Ladrillos impresos en 3D para casas casi 5 veces más resistentes

La impresión 3D es una tecnología que permite facilitar las cosas a muchas empresas. Hay muchos elementos que se pueden construir gracias a una impresora 3D, dando una gran calidad y resistencia y ahorrando un montón de tiempo en la construcción. Esta vez unos investigadores han creado una cerámica que es casi cinco veces más resistente que la cerámica tradicional que todos conocemos hoy en día.

Esta tecnología que tanto ha crecido en los últimos años es muy accesible, ya que se puede tener en casa una impresora 3D. Estas máquinas nos permiten crear gracias a un programa informático prácticamente lo que queramos.

Las ventajas de la impresión en 3D

Los investigadores que han creado esta nueva cerámica pertenecen a la Escuela de Ingeniería de la Universidad de Rice, en Estados Unidos. Con tan solo recubrirla con una especie de capa de polímero, se conseguía dar a la cerámica una resistencia casi 5 veces mayor.

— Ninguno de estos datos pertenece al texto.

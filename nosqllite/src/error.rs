use thiserror::Error;

use crate::database::SyncReport;

#[derive(Error, Debug)]
pub enum NosqlliteError {
    #[error("Malformed document {path}: {reason}")]
    Malformed { path: String, reason: String },

    #[error("Key not found: {0}")]
    KeyNotFound(String),

    #[error("Document not found: {0}")]
    DocumentNotFound(String),

    #[error("Already exists: {path}")]
    AlreadyExists { path: String },

    #[error("Directory not found: {path}")]
    DirectoryNotFound { path: String },

    #[error("Type mismatch: {0}")]
    TypeMismatch(String),

    #[error("Not serializable: {0}")]
    NotSerializable(String),

    #[error("Invalid document name: {0:?}")]
    InvalidName(String),

    #[error("Document registered as '{key}' is named '{name}'")]
    NameMismatch { key: String, name: String },

    #[error("Failed to sync {} document(s): {}", failures.len(), failed_names(failures))]
    SyncFailed {
        completed: SyncReport,
        failures: Vec<SyncFailure>,
    },

    #[error("IO error: {0}")]
    Io(#[from] std::io::Error),

    #[error("JSON error: {0}")]
    Json(#[from] serde_json::Error),
}

/// One document that could not be synced during a bulk sync.
#[derive(Debug)]
pub struct SyncFailure {
    pub document: String,
    pub error: NosqlliteError,
}

fn failed_names(failures: &[SyncFailure]) -> String {
    failures
        .iter()
        .map(|f| format!("{} ({})", f.document, f.error))
        .collect::<Vec<_>>()
        .join(", ")
}

pub type Result<T> = std::result::Result<T, NosqlliteError>;
// Canonical encoding and content digests for document data

use serde_json::Value;
use sha2::{Digest, Sha256};

/// Hex-encoded SHA-256 digest of a value.
///
/// Objects and arrays are digested through [`canonical_json`], so two values
/// that are structurally equal hash the same regardless of key insertion
/// order. Scalars are digested through their display form: strings as their
/// raw contents, everything else as JSON text.
pub fn content_hash(value: &Value) -> String {
    let encoded = match value {
        Value::Object(_) | Value::Array(_) => canonical_json(value),
        Value::String(s) => s.clone(),
        other => other.to_string(),
    };

    let mut hasher = Sha256::new();
    hasher.update(encoded.as_bytes());
    format!("{:x}", hasher.finalize())
}

/// Stable JSON text for a value: keys sorted, `", "` and `": "` separators,
/// non-ASCII characters escaped as `\uXXXX`.
pub fn canonical_json(value: &Value) -> String {
    let mut out = String::new();
    write_canonical(value, &mut out);
    escape_non_ascii(&out)
}

fn write_canonical(value: &Value, out: &mut String) {
    match value {
        Value::Object(map) => {
            let mut entries: Vec<(&String, &Value)> = map.iter().collect();
            entries.sort_by(|(a, _), (b, _)| a.cmp(b));

            out.push('{');
            for (i, (key, val)) in entries.into_iter().enumerate() {
                if i > 0 {
                    out.push_str(", ");
                }
                out.push_str(&Value::String(key.clone()).to_string());
                out.push_str(": ");
                write_canonical(val, out);
            }
            out.push('}');
        }
        Value::Array(items) => {
            out.push('[');
            for (i, item) in items.iter().enumerate() {
                if i > 0 {
                    out.push_str(", ");
                }
                write_canonical(item, out);
            }
            out.push(']');
        }
        scalar => out.push_str(&scalar.to_string()),
    }
}

/// Non-ASCII characters only ever appear inside string literals of the
/// encoded text, so escaping them here never touches structure.
fn escape_non_ascii(encoded: &str) -> String {
    if encoded.is_ascii() {
        return encoded.to_string();
    }

    let mut out = String::with_capacity(encoded.len() + 16);
    let mut units = [0u16; 2];
    for ch in encoded.chars() {
        if ch.is_ascii() {
            out.push(ch);
        } else {
            for unit in ch.encode_utf16(&mut units) {
                out.push_str(&format!("\\u{:04x}", unit));
            }
        }
    }
    out
}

Además, se usó otro material muy resistente que recibe el nombre de schwarzita que mejora tanto la densidad como la resistencia mecánica del material. Una vez acabadas las piezas, estas se curaban exponiéndose a una luz ultravioleta.

Hasta el momento era prácticamente imposible fabricar un material así, pero gracias a las impresoras 3D esto ha cambiado, ya que esta máquina facilita mucho las cosas. Esta cerámica se podría usar tanto para fabricar ladrillos que ayuden a la construcción de edificios como para implantes o prótesis para el cuerpo.

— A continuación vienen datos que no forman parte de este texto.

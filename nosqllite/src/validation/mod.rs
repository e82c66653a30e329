use crate::error::{NosqlliteError, Result};
use serde::Serialize;
use serde_json::Value;

/// Check whether a value can be represented in the JSON data model.
///
/// Returns `(true, "")` when it can, otherwise `(false, reason)` with a
/// diagnostic suitable for showing to whoever supplied the value.
/// Advisory only; [`to_json_value`] is the enforcing form.
pub fn is_representable<T: Serialize + ?Sized>(value: &T) -> (bool, String) {
    match to_json_value(value) {
        Ok(_) => (true, String::new()),
        Err(NosqlliteError::NotSerializable(reason)) => (false, reason),
        Err(e) => (false, e.to_string()),
    }
}

/// Convert a value into the JSON data model, failing with
/// [`NosqlliteError::NotSerializable`] when it has no JSON representation.
pub fn to_json_value<T: Serialize + ?Sized>(value: &T) -> Result<Value> {
    serde_json::to_value(value).map_err(|e| NosqlliteError::NotSerializable(classify(&e)))
}

fn classify(err: &serde_json::Error) -> String {
    let message = err.to_string();
    if message.contains("key must be a string") {
        "Map keys must be strings, integers or booleans to become JSON object keys".to_string()
    } else if message.contains("must have a length") {
        "Sequences and maps must report their length to be serialized".to_string()
    } else {
        message
    }
}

La cerámica por lo general es un gran material que tiene mucha resistencia a las temperaturas y es muy duro. Sin embargo, es muy frágil y es muy fácil que con un pequeño golpe se rompa en muchos pedazos. De hecho, su fragilidad no la permite usarse para soportar cargas, por lo que su utilización en el sector de la arquitectura y de la construcción es limitado.

Elementos naturales como referencia

Para crear este nuevo material los investigadores se han basado en elementos que existen en la naturaleza como las conchas de los moluscos o incluso huesos de animales.

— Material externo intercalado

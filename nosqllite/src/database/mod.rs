use crate::document::{Document, SyncOutcome, DOCUMENT_SUFFIX};
use crate::error::{NosqlliteError, Result, SyncFailure};
use std::collections::BTreeMap;
use std::path::{Path, PathBuf};

/// Names of the documents touched by a bulk sync, split by outcome.
#[derive(Debug, Clone, Default, PartialEq, Eq)]
pub struct SyncReport {
    pub written: Vec<String>,
    pub unchanged: Vec<String>,
}

/// A directory of documents, one JSON file each.
#[derive(Debug)]
pub struct Database {
    name: String,
    path: PathBuf,
    documents: BTreeMap<String, Document>,
}

impl Database {
    /// Open an existing database directory and load every `*.json` file in
    /// it as a document.
    pub fn open(path: impl AsRef<Path>) -> Result<Self> {
        let path = path.as_ref();
        if !path.is_dir() {
            return Err(NosqlliteError::DirectoryNotFound {
                path: path.display().to_string(),
            });
        }

        let path = std::fs::canonicalize(path)?;
        let name = path
            .file_name()
            .map(|s| s.to_string_lossy().to_string())
            .unwrap_or_default();

        let mut db = Database {
            name,
            path,
            documents: BTreeMap::new(),
        };
        db.load()?;

        log::info!(
            "Opened database '{}' with {} document(s)",
            db.name,
            db.documents.len()
        );
        Ok(db)
    }

    /// Create a new database directory and open it.
    /// Fails if a directory already exists at `path`.
    pub fn create(path: impl AsRef<Path>) -> Result<Self> {
        let path = path.as_ref();
        if path.is_dir() {
            return Err(NosqlliteError::AlreadyExists {
                path: path.display().to_string(),
            });
        }

        std::fs::create_dir_all(path)?;
        log::info!("Created database directory {}", path.display());
        Self::open(path)
    }

    /// Open the database at `path`, creating the directory first if needed.
    pub fn open_or_create(path: impl AsRef<Path>) -> Result<Self> {
        let path = path.as_ref();
        if path.is_dir() {
            Self::open(path)
        } else {
            Self::create(path)
        }
    }

    /// Scan the directory and load every document file found in it.
    fn load(&mut self) -> Result<()> {
        for file_path in self.document_files()? {
            let doc = Document::open(&file_path)?;
            self.documents.insert(doc.name().to_string(), doc);
        }
        Ok(())
    }

    /// Regular files directly inside the database directory whose name ends
    /// in `.json`. Hidden files (including one named just `.json`) are skipped.
    fn document_files(&self) -> Result<Vec<PathBuf>> {
        let pattern = format!(
            "{}/*{}",
            glob::Pattern::escape(&self.path.to_string_lossy()),
            DOCUMENT_SUFFIX
        );
        let options = glob::MatchOptions {
            require_literal_leading_dot: true,
            ..glob::MatchOptions::new()
        };

        let mut files = Vec::new();
        let entries = glob::glob_with(&pattern, options).map_err(|e| {
            std::io::Error::new(std::io::ErrorKind::InvalidInput, format!("Glob error: {e}"))
        })?;
        for entry in entries {
            let file_path = entry.map_err(glob::GlobError::into_error)?;
            if file_path.is_file() {
                files.push(file_path);
            }
        }
        Ok(files)
    }

    pub fn name(&self) -> &str {
        &self.name
    }

    pub fn path(&self) -> &Path {
        &self.path
    }

    /// Add a document named `name`, backed by `<path>/<name>.json`.
    ///
    /// If a document with that name is already registered it is returned
    /// unchanged and a warning is logged.
    pub fn new_document(&mut self, name: &str) -> Result<&mut Document> {
        validate_name(name)?;

        if self.documents.contains_key(name) {
            log::warn!(
                "Document '{}' already exists in database '{}', returning it",
                name,
                self.name
            );
        } else {
            let file_path = self.path.join(format!("{name}{DOCUMENT_SUFFIX}"));
            let doc = Document::open(&file_path)?;
            self.documents.insert(name.to_string(), doc);
        }

        self.get_mut(name)
    }

    pub fn get(&self, name: &str) -> Result<&Document> {
        self.documents
            .get(name)
            .ok_or_else(|| NosqlliteError::DocumentNotFound(name.to_string()))
    }

    pub fn get_mut(&mut self, name: &str) -> Result<&mut Document> {
        self.documents
            .get_mut(name)
            .ok_or_else(|| NosqlliteError::DocumentNotFound(name.to_string()))
    }

    /// Register `doc` under `name`, returning any document it replaces.
    /// The key must match the document's own name.
    pub fn set(&mut self, name: &str, doc: Document) -> Result<Option<Document>> {
        if doc.name() != name {
            return Err(NosqlliteError::NameMismatch {
                key: name.to_string(),
                name: doc.name().to_string(),
            });
        }
        Ok(self.documents.insert(name.to_string(), doc))
    }

    pub fn contains(&self, name: &str) -> bool {
        self.documents.contains_key(name)
    }

    pub fn names(&self) -> impl Iterator<Item = &str> {
        self.documents.keys().map(String::as_str)
    }

    pub fn documents(&self) -> impl Iterator<Item = &Document> {
        self.documents.values()
    }

    pub fn len(&self) -> usize {
        self.documents.len()
    }

    pub fn is_empty(&self) -> bool {
        self.documents.is_empty()
    }

    /// Sync every document.
    ///
    /// Documents are independent, so a failure on one does not stop the
    /// others from being attempted. If any failed, the error carries both the
    /// failures and the report for the documents that did sync.
    pub fn sync(&mut self) -> Result<SyncReport> {
        let mut report = SyncReport::default();
        let mut failures = Vec::new();

        for (name, doc) in self.documents.iter_mut() {
            match doc.sync() {
                Ok(SyncOutcome::Written) => report.written.push(name.clone()),
                Ok(SyncOutcome::Unchanged) => report.unchanged.push(name.clone()),
                Err(error) => {
                    log::warn!("Failed to sync document '{name}': {error}");
                    failures.push(SyncFailure {
                        document: name.clone(),
                        error,
                    });
                }
            }
        }

        if failures.is_empty() {
            Ok(report)
        } else {
            Err(NosqlliteError::SyncFailed {
                completed: report,
                failures,
            })
        }
    }
}

/// Document names become file names, so they must be a single path segment.
/// A leading dot would make the file hidden from discovery.
fn validate_name(name: &str) -> Result<()> {
    let invalid = name.is_empty()
        || name.starts_with('.')
        || name.contains(['/', '\\', '\0']);
    if invalid {
        return Err(NosqlliteError::InvalidName(name.to_string()));
    }
    Ok(())
}

#[cfg(test)]
mod tests {
    use super::*;
    use pretty_assertions::assert_eq;
    use serde_json::json;
    use std::fs;
    use tempfile::TempDir;

    fn setup_test_db() -> (TempDir, Database) {
        let tmp = TempDir::new().unwrap();
        let db = Database::create(tmp.path().join("my-nosql-lite-db")).unwrap();
        (tmp, db)
    }

    #[test]
    fn test_database_name() {
        let (_tmp, db) = setup_test_db();
        assert_eq!(db.name(), "my-nosql-lite-db");
        assert!(db.is_empty());
    }

    #[test]
    fn test_name_ignores_trailing_separator() {
        let (tmp, _db) = setup_test_db();
        let with_slash = format!("{}/", tmp.path().join("my-nosql-lite-db").display());
        let db = Database::open(with_slash).unwrap();
        assert_eq!(db.name(), "my-nosql-lite-db");
    }

    #[test]
    fn test_create_fails_on_existing_directory() {
        let (tmp, _db) = setup_test_db();
        let err = Database::create(tmp.path().join("my-nosql-lite-db")).unwrap_err();
        assert!(matches!(err, NosqlliteError::AlreadyExists { .. }));
    }

    #[test]
    fn test_open_missing_directory() {
        let tmp = TempDir::new().unwrap();
        let err = Database::open(tmp.path().join("nope")).unwrap_err();
        assert!(matches!(err, NosqlliteError::DirectoryNotFound { .. }));
    }

    #[test]
    fn test_open_or_create() {
        let tmp = TempDir::new().unwrap();
        let path = tmp.path().join("db");

        let mut db = Database::open_or_create(&path).unwrap();
        db.new_document("users").unwrap();

        let db = Database::open_or_create(&path).unwrap();
        assert!(db.contains("users"));
    }

    #[test]
    fn test_new_document_creates_file() {
        let (_tmp, mut db) = setup_test_db();
        let doc = db.new_document("users").unwrap();

        assert_eq!(doc.name(), "users");
        assert!(doc.path().ends_with("users.json"));
        assert!(doc.path().exists());
        assert_eq!(db.names().collect::<Vec<_>>(), vec!["users"]);
    }

    #[test]
    fn test_new_document_twice_returns_existing() {
        let (_tmp, mut db) = setup_test_db();

        db.new_document("x")
            .unwrap()
            .set("alice", &json!({ "age": 30 }))
            .unwrap();

        let again = db.new_document("x").unwrap();
        assert_eq!(again.get("alice").unwrap(), &json!({ "age": 30 }));
        assert_eq!(db.len(), 1);
    }

    #[test]
    fn test_new_document_rejects_path_names() {
        let (_tmp, mut db) = setup_test_db();
        for bad in ["", "..", ".hidden", "a/b", "a\\b"] {
            assert!(
                matches!(db.new_document(bad), Err(NosqlliteError::InvalidName(_))),
                "{bad:?} should be rejected"
            );
        }
    }

    #[test]
    fn test_get_missing_document() {
        let (_tmp, db) = setup_test_db();
        assert!(matches!(
            db.get("ghost").unwrap_err(),
            NosqlliteError::DocumentNotFound(_)
        ));
    }

    #[test]
    fn test_load_discovers_only_json_suffix() {
        let (_tmp, mut db) = setup_test_db();
        db.new_document("users").unwrap();
        db.new_document("posts").unwrap();

        let dir = db.path().to_path_buf();
        fs::write(dir.join("notes.txt"), "hello").unwrap();
        fs::write(dir.join("users.json.bak"), "{}").unwrap();
        fs::create_dir(dir.join("nested.json")).unwrap();

        let db = Database::open(&dir).unwrap();
        assert_eq!(db.names().collect::<Vec<_>>(), vec!["posts", "users"]);
    }

    #[test]
    fn test_load_skips_hidden_json_files() {
        let (_tmp, mut db) = setup_test_db();
        db.new_document("users").unwrap();
        fs::write(db.path().join(".json"), "{}").unwrap();
        fs::write(db.path().join(".draft.json"), "not json").unwrap();

        let db = Database::open(db.path()).unwrap();
        assert_eq!(db.names().collect::<Vec<_>>(), vec!["users"]);
    }

    #[cfg(unix)]
    #[test]
    fn test_open_unreadable_directory_is_io_error() {
        use std::os::unix::fs::PermissionsExt;

        let (_tmp, mut db) = setup_test_db();
        db.new_document("users").unwrap();
        let dir = db.path().to_path_buf();
        fs::set_permissions(&dir, fs::Permissions::from_mode(0o000)).unwrap();

        // Privileged users can still list the directory; nothing to check then
        let listable = fs::read_dir(&dir).is_ok();
        let result = Database::open(&dir);
        fs::set_permissions(&dir, fs::Permissions::from_mode(0o755)).unwrap();
        if listable {
            return;
        }

        assert!(matches!(result.unwrap_err(), NosqlliteError::Io(_)));
    }

    #[test]
    fn test_load_fails_on_malformed_document() {
        let (_tmp, db) = setup_test_db();
        fs::write(db.path().join("broken.json"), r#"{"data": {}}"#).unwrap();

        let err = Database::open(db.path()).unwrap_err();
        assert!(matches!(err, NosqlliteError::Malformed { .. }));
    }

    #[test]
    fn test_set_document() {
        let (tmp, mut db) = setup_test_db();
        let doc = Document::open(tmp.path().join("orders.json")).unwrap();

        assert!(matches!(
            db.set("other", doc.clone()).unwrap_err(),
            NosqlliteError::NameMismatch { .. }
        ));

        assert!(db.set("orders", doc).unwrap().is_none());
        assert!(db.contains("orders"));
    }

    #[test]
    fn test_sync_reports_outcomes() {
        let (_tmp, mut db) = setup_test_db();
        db.new_document("users").unwrap().set("alice", &1).unwrap();
        db.new_document("posts").unwrap();

        let report = db.sync().unwrap();
        assert_eq!(
            report,
            SyncReport {
                written: vec!["users".to_string()],
                unchanged: vec!["posts".to_string()],
            }
        );

        let report = db.sync().unwrap();
        assert!(report.written.is_empty());
        assert_eq!(report.unchanged.len(), 2);
    }

    #[test]
    fn test_sync_continues_after_failure() {
        let (_tmp, mut db) = setup_test_db();
        db.new_document("alpha").unwrap().set("k", &1).unwrap();
        db.new_document("beta").unwrap().set("k", &2).unwrap();

        let alpha_path = db.get("alpha").unwrap().path().to_path_buf();
        fs::remove_file(&alpha_path).unwrap();

        match db.sync().unwrap_err() {
            NosqlliteError::SyncFailed {
                completed,
                failures,
            } => {
                assert_eq!(failures.len(), 1);
                assert_eq!(failures[0].document, "alpha");
                assert_eq!(completed.written, vec!["beta".to_string()]);
            }
            other => panic!("unexpected error: {other}"),
        }
        assert!(!db.get("beta").unwrap().is_dirty());
    }
}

Las primeras pruebas demostraron que las piezas que no estaban cubiertas de polímero se rompían con facilidad durante las pruebas de caída desde una cierta altura o cuando se les aplicaba presión con una prensa hidráulica.

Las que tenían el recubrimiento demostraron ser hasta 4,5 veces más resistentes. De hecho, cuando se aplicó un nivel de presión que debería haber provocado una rotura, lo que hizo el material fue aplanarse en vez de romperse.

Asi pues, este nuevo material se une a una larga lista de materiales nuevos que nacen y que ofrecen una resistencia mucho mayor que la de otros elementos que se usan hoy en día para construir estructuras.